As one of our students, Jane, stated: “It has a rubric and can quantify it. It has benchmarks. But that is not what actually goes into writing.” Our students recognize that AI cannot replace the empathy and deep understanding that recognizes the growth, effort, and development of their voice. What concerns us most about grading our students’ written work with AI is the transformation of their audience from human to robot.
If we teach our students throughout their writing lives that what the grading robot says matters most, then we are teaching them that their audience doesn’t matter. As Wyatt, another student, put it: “If you can use AI to grade me, I can use AI to write.” NCTE, in its position statements for Generative AI, reminds us that writing is a human act, not a mechanical one. Reducing it to automated scores undermines its value and teaches students, like Wyatt and Jane, that the only time we write is for a grade. That is a future of teaching writing we hope to never see.
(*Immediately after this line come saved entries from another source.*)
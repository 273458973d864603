//! Lightbox for a single item
//!
//! Shows the current carousel image with previous/next controls, the item
//! details and a thumbnail strip. Controls only appear for multi-image items.

use iced::widget::{button, column, container, horizontal_space, row, scrollable, text};
use iced::{Alignment, ContentFit, Element, Length, Theme};
use iced_aw::Wrap;

use super::image::ImageCache;
use super::MUTED_COLOR;
use item_catalog::state::carousel::Carousel;
use crate::Message;

const THUMBNAIL_SIZE: f32 = 72.0;

pub fn view<'a>(carousel: &'a Carousel, images: &'a ImageCache) -> Element<'a, Message> {
    let Some(item) = carousel.selected() else {
        return column![].into();
    };

    let header = row![
        text(item.name.as_str()).size(26),
        horizontal_space(),
        button(text("Close")).on_press(Message::CloseViewer).style(button::secondary),
    ]
    .align_y(Alignment::Center);

    let mut details = column![
        header,
        stage(carousel, images),
        column![
            text("Type").size(18),
            container(text(item.item_type.label())).padding([4, 12]).style(container::rounded_box),
        ]
        .spacing(8),
        column![
            text("Description").size(18),
            text(item.description.as_str()),
        ]
        .spacing(8),
    ]
    .spacing(20);

    if !item.additional_images.is_empty() {
        details = details.push(thumbnails(carousel, images));
    }

    container(scrollable(details.padding(24)))
        .max_width(900)
        .max_height(720)
        .style(container::rounded_box)
        .into()
}

/// The current image, with navigation around it when there is more than one
fn stage<'a>(carousel: &'a Carousel, images: &'a ImageCache) -> Element<'a, Message> {
    let current = carousel.current_image().unwrap_or_default();
    let image = super::image::view(
        current,
        images,
        Length::Fill,
        Length::Fixed(420.0),
        ContentFit::Contain,
    );

    if !carousel.has_navigation() {
        return image;
    }

    column![
        row![
            button(text("‹").size(24)).on_press(Message::PreviousImage).style(button::secondary),
            image,
            button(text("›").size(24)).on_press(Message::NextImage).style(button::secondary),
        ]
        .spacing(12)
        .align_y(Alignment::Center),
        text(carousel.position_label()).color(MUTED_COLOR),
    ]
    .spacing(8)
    .align_x(Alignment::Center)
    .into()
}

/// "All Images" strip; the current image is highlighted, clicks jump to it
fn thumbnails<'a>(carousel: &'a Carousel, images: &'a ImageCache) -> Element<'a, Message> {
    let thumbs: Vec<Element<Message>> = carousel
        .images()
        .into_iter()
        .enumerate()
        .map(|(index, url)| {
            let style: fn(&Theme, button::Status) -> button::Style =
                if index == carousel.current_index() {
                    button::primary
                } else {
                    button::secondary
                };

            button(super::image::view(
                url,
                images,
                Length::Fixed(THUMBNAIL_SIZE),
                Length::Fixed(THUMBNAIL_SIZE),
                ContentFit::Cover,
            ))
            .padding(3)
            .style(style)
            .on_press(Message::JumpToImage(index))
            .into()
        })
        .collect();

    column![
        text("All Images").size(18),
        Wrap::with_elements(thumbs).spacing(8.0).line_spacing(8.0),
    ]
    .spacing(12)
    .into()
}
We need to pause when tech companies tout AI as the grader of student writing. This isn’t a question of capability. AI can score essays. It can be calibrated to rubrics. It can, as Jane said, provide students with encouragement and feedback specific to their developing skills. And we have no doubt it has the potential to make a teacher’s grading life easier. But just because we can outsource some educational functions to technology doesn’t mean we should.
It is bad enough how many students already see their teacher as their only audience. Or worse, when students are writing for teachers who see their written work strictly through the lens of a rubric, their audience is limited to the rubric. Even those options are better than writing for a bot. Instead, let’s question how often our students write to a broader audience of their peers, parents, community, or a panel of judges for a writing contest. We need to reengage with writing as a process and implement AI as a guide or aide rather than a judge with the last word on an essay score.
Our best foot forward is to put AI in its place. The use of AI in the writing process is better served in the developing stages of writing. AI is excellent as a guide for brainstorming. It can help in a variety of ways when a student is struggling and looking for five alternatives to their current ending or an idea for a metaphor. And if you or your students like AI’s grading feature, they can paste their work into a bot for feedback prior to handing it in as a final draft.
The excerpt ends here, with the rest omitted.